Congenital contractural arachnodactyly (CCA) is a rare autosomal dominant connective tissue disorder caused by mutations in the fibrillin-2 (FBN2) gene, characterized by crumpled ears, arachnodactyly, camptodactyly, dolichostenomelia, large-joint contractures and thoracolumbar scoliosis. Variations in the FBN2 gene primarily include missense mutations and splice sites mutations. It is crucial to clarify whether missense mutations in the FBN2 gene affect mRNA splicing.

Methods

We identified a novel pathogenic missense variant (c.3472G > C, p.Asp1158His) in exon 26 of the FBN2 gene using whole-exome sequencing (WES) and Sanger sequencing. In vitro, both the wild-type and mutant minigenes were successfully inserted into the pcMINI and pcMINI-C vectors to verify the impact of this variant on FBN2 mRNA splicing. We utilized CLUSTALW to perform multiple sequence alignment to compare the evolutionary conservation of this variant and employed AlphaFold2 to predict the protein structure of the mutant.

Results

The likely pathogenic missense mutation (c.3472G > C) results in the amino acid at position 1158 of the FBN2 changing from aspartic acid (Asp) to histidine (His). Furthermore, DNA multiple sequence alignment indicates that this site is highly evolutionarily conserved.

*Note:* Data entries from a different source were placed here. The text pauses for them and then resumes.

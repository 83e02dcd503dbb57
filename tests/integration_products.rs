mod common;

use axum::http::StatusCode;
use common::{TestApp, product};
use serde_json::json;

#[tokio::test]
async fn test_create_product_then_duplicate_conflicts() {
    let app = TestApp::new();
    let admin = app.admin().await;

    let (status, body) = app
        .post(
            "/api/products",
            Some(&admin.token),
            product("Widget", 9.99, "Tools", 5),
        )
        .await;
    assert_eq!(status, StatusCode::CREATED);
    assert_eq!(body["message"], "Product created successfully");
    assert_eq!(body["data"]["isActive"], true);
    assert_eq!(body["data"]["name"], "Widget");
    assert_eq!(body["data"]["price"], 9.99);
    let id = body["data"]["id"].as_str().unwrap().to_string();

    let (status, body) = app
        .post(
            "/api/products",
            Some(&admin.token),
            product("Widget", 1.0, "Other", 1),
        )
        .await;
    assert_eq!(status, StatusCode::CONFLICT);
    assert_eq!(body["message"], "Product with this name already exists");

    let (_, body) = app.get(&format!("/api/products/{}", id), None).await;
    assert_eq!(body["data"]["price"], 9.99);
    assert_eq!(body["data"]["category"], "Tools");
}

#[tokio::test]
async fn test_create_product_validation_details() {
    let app = TestApp::new();
    let admin = app.admin().await;

    let (status, body) = app
        .post(
            "/api/products",
            Some(&admin.token),
            json!({ "name": "", "price": -1.0, "category": "Tools", "stock": -3 }),
        )
        .await;

    assert_eq!(status, StatusCode::BAD_REQUEST);
    assert_eq!(body["success"], false);
    assert_eq!(body["message"], "Validation failed");
    assert_eq!(body["error"], "Validation Error");

    let fields: Vec<&str> = body["details"]
        .as_array()
        .unwrap()
        .iter()
        .map(|d| d["field"].as_str().unwrap())
        .collect();
    assert!(fields.contains(&"name"));
    assert!(fields.contains(&"price"));
    assert!(fields.contains(&"stock"));
}

#[tokio::test]
async fn test_create_product_wrong_type() {
    let app = TestApp::new();
    let admin = app.admin().await;

    let (status, body) = app
        .post(
            "/api/products",
            Some(&admin.token),
            json!({ "name": "Widget", "price": "cheap", "category": "Tools", "stock": 5 }),
        )
        .await;

    assert_eq!(status, StatusCode::BAD_REQUEST);
    assert_eq!(body["message"], "Validation failed");
}

#[tokio::test]
async fn test_unknown_fields_are_ignored() {
    let app = TestApp::new();
    let admin = app.admin().await;

    let mut body = product("Widget", 9.99, "Tools", 5);
    body["isActive"] = json!(false);
    body["owner"] = json!("mallory");
    let created = app.create_product(&admin.token, body).await;

    assert_eq!(created["isActive"], true);
    assert!(created.get("owner").is_none());
}

#[tokio::test]
async fn test_list_products_is_public_and_paginated() {
    let app = TestApp::new();
    let admin = app.admin().await;
    for i in 0..3 {
        app.create_product(&admin.token, product(&format!("Item {}", i), 1.0, "Misc", 1))
            .await;
    }

    let (status, body) = app.get("/api/products?limit=2", None).await;
    assert_eq!(status, StatusCode::OK);
    assert_eq!(body["message"], "Products retrieved successfully");
    assert_eq!(body["data"].as_array().unwrap().len(), 2);
    assert_eq!(body["pagination"]["total"], 3);
    assert_eq!(body["pagination"]["totalPages"], 2);
    assert_eq!(body["pagination"]["hasNext"], true);
}

#[tokio::test]
async fn test_list_products_far_past_last_page() {
    let app = TestApp::new();
    let admin = app.admin().await;
    app.create_product(&admin.token, product("Widget", 9.99, "Tools", 5))
        .await;

    let (status, body) = app
        .get("/api/products?page=100000000000000000&limit=100", None)
        .await;

    assert_eq!(status, StatusCode::OK);
    assert_eq!(body["data"], json!([]));
    assert_eq!(body["pagination"]["total"], 1);
    assert_eq!(body["pagination"]["page"], 100_000_000_000_000_000u64);
    assert_eq!(body["pagination"]["hasNext"], false);
    assert_eq!(body["pagination"]["hasPrev"], true);
}

#[tokio::test]
async fn test_list_products_filters_and_sorts() {
    let app = TestApp::new();
    let admin = app.admin().await;
    app.create_product(&admin.token, product("Laptop Pro", 1299.99, "Electronics", 50))
        .await;
    app.create_product(&admin.token, product("Smart Watch", 299.99, "Electronics", 30))
        .await;
    app.create_product(&admin.token, product("Coffee Maker", 89.99, "Appliances", 25))
        .await;

    let (_, body) = app
        .get("/api/products?category=Electronics&sort=price&order=ASC", None)
        .await;
    let names: Vec<&str> = body["data"]
        .as_array()
        .unwrap()
        .iter()
        .map(|p| p["name"].as_str().unwrap())
        .collect();
    assert_eq!(names, vec!["Smart Watch", "Laptop Pro"]);

    let (_, body) = app.get("/api/products?search=coffee", None).await;
    assert_eq!(body["pagination"]["total"], 1);
    assert_eq!(body["data"][0]["name"], "Coffee Maker");
}

#[tokio::test]
async fn test_get_product_not_found() {
    let app = TestApp::new();
    let (status, body) = app
        .get(&format!("/api/products/{}", uuid::Uuid::new_v4()), None)
        .await;

    assert_eq!(status, StatusCode::NOT_FOUND);
    assert_eq!(body["message"], "Product not found");
}

#[tokio::test]
async fn test_get_product_accepts_optional_token() {
    let app = TestApp::new();
    let admin = app.admin().await;
    let created = app
        .create_product(&admin.token, product("Widget", 9.99, "Tools", 5))
        .await;
    let uri = format!("/api/products/{}", created["id"].as_str().unwrap());

    let (status, _) = app.get(&uri, Some(&admin.token)).await;
    assert_eq!(status, StatusCode::OK);

    // A broken token does not block a public read
    let (status, body) = app.get(&uri, Some("garbage")).await;
    assert_eq!(status, StatusCode::OK);
    assert_eq!(body["message"], "Product retrieved successfully");
}

#[tokio::test]
async fn test_partial_update_changes_only_price() {
    let app = TestApp::new();
    let admin = app.admin().await;
    let created = app
        .create_product(&admin.token, product("Widget", 9.99, "Tools", 5))
        .await;
    let uri = format!("/api/products/{}", created["id"].as_str().unwrap());

    let (status, body) = app
        .put(&uri, Some(&admin.token), json!({ "price": 12.5 }))
        .await;

    assert_eq!(status, StatusCode::OK);
    assert_eq!(body["message"], "Product updated successfully");
    assert_eq!(body["data"]["price"], 12.5);
    assert_eq!(body["data"]["name"], "Widget");
    assert_eq!(body["data"]["category"], "Tools");
    assert_eq!(body["data"]["stock"], 5);
}

#[tokio::test]
async fn test_update_product_name_conflict() {
    let app = TestApp::new();
    let admin = app.admin().await;
    app.create_product(&admin.token, product("Widget", 9.99, "Tools", 5))
        .await;
    let gadget = app
        .create_product(&admin.token, product("Gadget", 4.5, "Tools", 2))
        .await;

    let (status, _) = app
        .put(
            &format!("/api/products/{}", gadget["id"].as_str().unwrap()),
            Some(&admin.token),
            json!({ "name": "Widget" }),
        )
        .await;
    assert_eq!(status, StatusCode::CONFLICT);
}

#[tokio::test]
async fn test_update_product_validation() {
    let app = TestApp::new();
    let admin = app.admin().await;
    let created = app
        .create_product(&admin.token, product("Widget", 9.99, "Tools", 5))
        .await;

    let (status, body) = app
        .put(
            &format!("/api/products/{}", created["id"].as_str().unwrap()),
            Some(&admin.token),
            json!({ "stock": -1 }),
        )
        .await;
    assert_eq!(status, StatusCode::BAD_REQUEST);
    assert_eq!(body["details"][0]["field"], "stock");
}

#[tokio::test]
async fn test_delete_product_is_soft() {
    let app = TestApp::new();
    let admin = app.admin().await;
    let created = app
        .create_product(&admin.token, product("Widget", 9.99, "Tools", 5))
        .await;
    let uri = format!("/api/products/{}", created["id"].as_str().unwrap());

    let (status, body) = app.delete(&uri, Some(&admin.token)).await;
    assert_eq!(status, StatusCode::OK);
    assert_eq!(body["message"], "Product deleted successfully");
    assert!(body.get("data").is_none());

    let (_, body) = app.get("/api/products", None).await;
    assert_eq!(body["pagination"]["total"], 0);

    let (status, body) = app.get(&uri, None).await;
    assert_eq!(status, StatusCode::OK);
    assert_eq!(body["data"]["isActive"], false);

    let (_, body) = app.get("/api/products?isActive=false", None).await;
    assert_eq!(body["pagination"]["total"], 1);
}

#[tokio::test]
async fn test_categories_exclude_inactive_products() {
    let app = TestApp::new();
    let admin = app.admin().await;
    app.create_product(&admin.token, product("Laptop Pro", 1299.99, "Electronics", 50))
        .await;
    app.create_product(&admin.token, product("Coffee Maker", 89.99, "Appliances", 25))
        .await;
    let shoes = app
        .create_product(&admin.token, product("Running Shoes", 129.99, "Sports", 75))
        .await;
    app.delete(
        &format!("/api/products/{}", shoes["id"].as_str().unwrap()),
        Some(&admin.token),
    )
    .await;

    let (status, body) = app.get("/api/products/categories", None).await;
    assert_eq!(status, StatusCode::OK);
    assert_eq!(body["message"], "Product categories retrieved successfully");
    assert_eq!(body["data"], json!(["Appliances", "Electronics"]));
}

#[tokio::test]
async fn test_stats_cover_every_product() {
    let app = TestApp::new();
    let admin = app.admin().await;
    app.create_product(&admin.token, product("Cheap", 10.0, "Misc", 5))
        .await;
    let pricey = app
        .create_product(&admin.token, product("Pricey", 30.0, "Misc", 15))
        .await;
    app.delete(
        &format!("/api/products/{}", pricey["id"].as_str().unwrap()),
        Some(&admin.token),
    )
    .await;

    let (status, body) = app.get("/api/products/stats", None).await;
    assert_eq!(status, StatusCode::OK);
    assert_eq!(body["message"], "Product statistics retrieved successfully");

    let stats = &body["data"];
    assert_eq!(stats["totalProducts"], 2);
    assert_eq!(stats["activeProducts"], 1);
    assert_eq!(stats["inactiveProducts"], 1);
    assert_eq!(stats["averagePrice"], 20.0);
    assert_eq!(stats["minPrice"], 10.0);
    assert_eq!(stats["maxPrice"], 30.0);
    assert_eq!(stats["totalStock"], 20);
}

#[tokio::test]
async fn test_stats_empty_catalogue() {
    let app = TestApp::new();
    let (status, body) = app.get("/api/products/stats", None).await;

    assert_eq!(status, StatusCode::OK);
    assert_eq!(body["data"]["totalProducts"], 0);
    assert_eq!(body["data"]["averagePrice"], 0.0);
}

#[tokio::test]
async fn test_product_writes_require_admin() {
    let app = TestApp::new();

    let (status, _) = app
        .post("/api/products", None, product("Widget", 9.99, "Tools", 5))
        .await;
    assert_eq!(status, StatusCode::UNAUTHORIZED);

    let user = app.regular_user().await;
    let (status, _) = app
        .delete(
            &format!("/api/products/{}", uuid::Uuid::new_v4()),
            Some(&user.token),
        )
        .await;
    assert_eq!(status, StatusCode::FORBIDDEN);
}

Functional assays and structure prediction indicated that the missense variant located at the edge of exon 26 of FBN2 does not affect RNA splicing, instead, it changes the structure and function of the protein by altering the amino acid sequence.

Conclusion

This study enriches the pathogenic spectrum of CCA. Our research provides new insights for the diagnosis of CCA and may have an impact on genetic counseling.